Edible Bozeman

Participants of the Montana Master Hunter Program practice making ethical shots during a field day near Bozeman. They also assist landowners with work projects that demonstrate the role of working landscapes in wildlife conservation.

Hunting is a vital part of Montana’s heritage and culture; in many ways, the activity embodies the rural community lifestyle. Originally, hunting meant subsistence, and a person’s survival required access to areas of land where they could find the food they needed. In today’s world, our meat often comes packaged in shrink wrap, but for Montana hunters, the meat they harvest tells a story.

I have enjoyed the sporting outdoors all of my life and can attest to the fact that today’s hunters tend to be dedicated conservationists and deeply connected to nature. Hunting fulfills many different needs: It’s a challenging recreational activity, an immersion in nature, a connection to our heritage, and a way of providing healthy protein for our families.

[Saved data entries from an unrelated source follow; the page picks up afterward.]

//! Wire types for the DeepSeek chat completion endpoint.
//!
//! DeepSeek speaks the OpenAI-compatible chat schema: a model name, an
//! ordered list of role-tagged messages, and a response carrying one or
//! more choices plus token usage.

use serde::{Deserialize, Serialize};

/// The author of a chat message.
#[derive(Debug, Clone, Copy, PartialEq, Eq, Serialize, Deserialize)]
#[serde(rename_all = "lowercase")]
pub enum ChatRole {
    /// Context-setting instructions.
    System,
    /// The human side of the conversation.
    User,
    /// The model side of the conversation.
    Assistant,
}

/// One message in a conversation.
#[derive(Debug, Clone, PartialEq, Eq, Serialize, Deserialize)]
pub struct ChatMessage {
    /// Who authored the message.
    pub role: ChatRole,
    /// The message text.
    pub content: String,
}

impl ChatMessage {
    /// Creates a system message.
    pub fn system(content: impl Into<String>) -> Self {
        Self {
            role: ChatRole::System,
            content: content.into(),
        }
    }

    /// Creates a user message.
    pub fn user(content: impl Into<String>) -> Self {
        Self {
            role: ChatRole::User,
            content: content.into(),
        }
    }

    /// Creates an assistant message.
    pub fn assistant(content: impl Into<String>) -> Self {
        Self {
            role: ChatRole::Assistant,
            content: content.into(),
        }
    }
}

/// Request body for `POST /chat/completions`.
#[derive(Debug, Clone, Serialize, Deserialize)]
pub struct ChatCompletionRequest {
    /// Model name, e.g. `deepseek-chat`.
    pub model: String,
    /// The conversation so far, oldest first.
    pub messages: Vec<ChatMessage>,
    /// Sampling temperature, when overriding the model default.
    #[serde(skip_serializing_if = "Option::is_none")]
    pub temperature: Option<f32>,
    /// Cap on generated tokens, when set.
    #[serde(skip_serializing_if = "Option::is_none")]
    pub max_tokens: Option<u32>,
    /// Whether to stream the response. Always false here; streamed
    /// responses pass through [`request_text`](crate::DeepSeek::request_text)
    /// untouched.
    pub stream: bool,
}

impl ChatCompletionRequest {
    /// Creates a non-streaming request.
    pub fn new(model: impl Into<String>, messages: Vec<ChatMessage>) -> Self {
        Self {
            model: model.into(),
            messages,
            temperature: None,
            max_tokens: None,
            stream: false,
        }
    }
}

/// A single completion choice.
#[derive(Debug, Clone, Serialize, Deserialize)]
pub struct ChatChoice {
    /// Position of this choice in the response.
    #[serde(default)]
    pub index: u32,
    /// The generated assistant message.
    pub message: ChatMessage,
    /// Why generation stopped, when the API reports it.
    #[serde(default)]
    pub finish_reason: Option<String>,
}

/// Token accounting for one completion.
#[derive(Debug, Clone, Copy, Default, PartialEq, Eq, Serialize, Deserialize)]
pub struct Usage {
    /// Tokens consumed by the prompt.
    #[serde(default)]
    pub prompt_tokens: u64,
    /// Tokens generated in the completion.
    #[serde(default)]
    pub completion_tokens: u64,
    /// Sum of prompt and completion tokens.
    #[serde(default)]
    pub total_tokens: u64,
}

impl std::ops::Add for Usage {
    type Output = Usage;

    fn add(self, other: Usage) -> Usage {
        Usage {
            prompt_tokens: self.prompt_tokens + other.prompt_tokens,
            completion_tokens: self.completion_tokens + other.completion_tokens,
            total_tokens: self.total_tokens + other.total_tokens,
        }
    }
}

/// Response body from `POST /chat/completions`.
#[derive(Debug, Clone, Serialize, Deserialize)]
pub struct ChatCompletionResponse {
    /// Server-assigned completion ID.
    #[serde(default)]
    pub id: Option<String>,
    /// The model that produced the response.
    #[serde(default)]
    pub model: Option<String>,
    /// The generated choices; at least one on success.
    pub choices: Vec<ChatChoice>,
    /// Token usage, when reported.
    #[serde(default)]
    pub usage: Option<Usage>,
}

impl ChatCompletionResponse {
    /// Returns the text of the first choice, if any.
    pub fn first_content(&self) -> Option<&str> {
        self.choices.first().map(|c| c.message.content.as_str())
    }
}

#[cfg(test)]
mod tests {
    use super::*;
    use serde_json::json;

    #[test]
    fn request_serializes_to_wire_shape() {
        let request = ChatCompletionRequest::new(
            "deepseek-chat",
            vec![
                ChatMessage::system("Be brief."),
                ChatMessage::user("hi"),
            ],
        );
        let value = serde_json::to_value(&request).unwrap();
        assert_eq!(
            value,
            json!({
                "model": "deepseek-chat",
                "messages": [
                    {"role": "system", "content": "Be brief."},
                    {"role": "user", "content": "hi"},
                ],
                "stream": false,
            })
        );
    }

    #[test]
    fn optional_sampling_fields_serialize_when_set() {
        let mut request = ChatCompletionRequest::new("deepseek-chat", vec![]);
        request.temperature = Some(0.7);
        request.max_tokens = Some(256);
        let value = serde_json::to_value(&request).unwrap();
        assert_eq!(value["temperature"], json!(0.7));
        assert_eq!(value["max_tokens"], json!(256));
    }

    #[test]
    fn response_deserializes_from_wire_shape() {
        let value = json!({
            "id": "cmpl-1",
            "model": "deepseek-chat",
            "choices": [
                {
                    "index": 0,
                    "message": {"role": "assistant", "content": "hello"},
                    "finish_reason": "stop",
                }
            ],
            "usage": {"prompt_tokens": 4, "completion_tokens": 2, "total_tokens": 6},
        });
        let response: ChatCompletionResponse = serde_json::from_value(value).unwrap();
        assert_eq!(response.first_content(), Some("hello"));
        assert_eq!(response.usage.unwrap().total_tokens, 6);
    }

    #[test]
    fn response_tolerates_missing_optional_fields() {
        let value = json!({
            "choices": [
                {"message": {"role": "assistant", "content": "hello"}}
            ],
        });
        let response: ChatCompletionResponse = serde_json::from_value(value).unwrap();
        assert!(response.id.is_none());
        assert!(response.usage.is_none());
        assert_eq!(response.choices[0].index, 0);
    }

    #[test]
    fn usage_addition() {
        let a = Usage {
            prompt_tokens: 3,
            completion_tokens: 2,
            total_tokens: 5,
        };
        let b = Usage {
            prompt_tokens: 1,
            completion_tokens: 1,
            total_tokens: 2,
        };
        assert_eq!((a + b).total_tokens, 7);
    }
}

Eating game is a genuine way to eat locally and sustainably, and you know exactly what you are eating. Hunters generally use as much of the animal as possible, letting little go to waste. The stories associated with how the meat made it to the table make these meals even more special.

While hunting offers many benefits, it’s also an activity with requirements. In addition to making ethical decisions and following land stewardship philosophies, seasoned hunters have a responsibility to help educate new hunters and non-hunters about the important role that hunting plays in conservation, wildlife management, and preserving our cultural heritage—it is a link between the land, wildlife, and humans.

For the last six years, I have helped to lead One Montana’s Montana Master Hunter Program, which is fostering important dialogue about private land management, living with wildlife, and ethical sporting behavior. Participants learn how to be a more effective hunter who can work with landowners and help them with their wildlife management goals, becoming ambassadors and mentors.

In 2022, more than 80 Master Hunter participants provided a total of over 600 volunteer hours, working on 21 ranch projects that help to enhance and maintain sustainable agriculture and ranching practices that support wildlife habitat and corridors.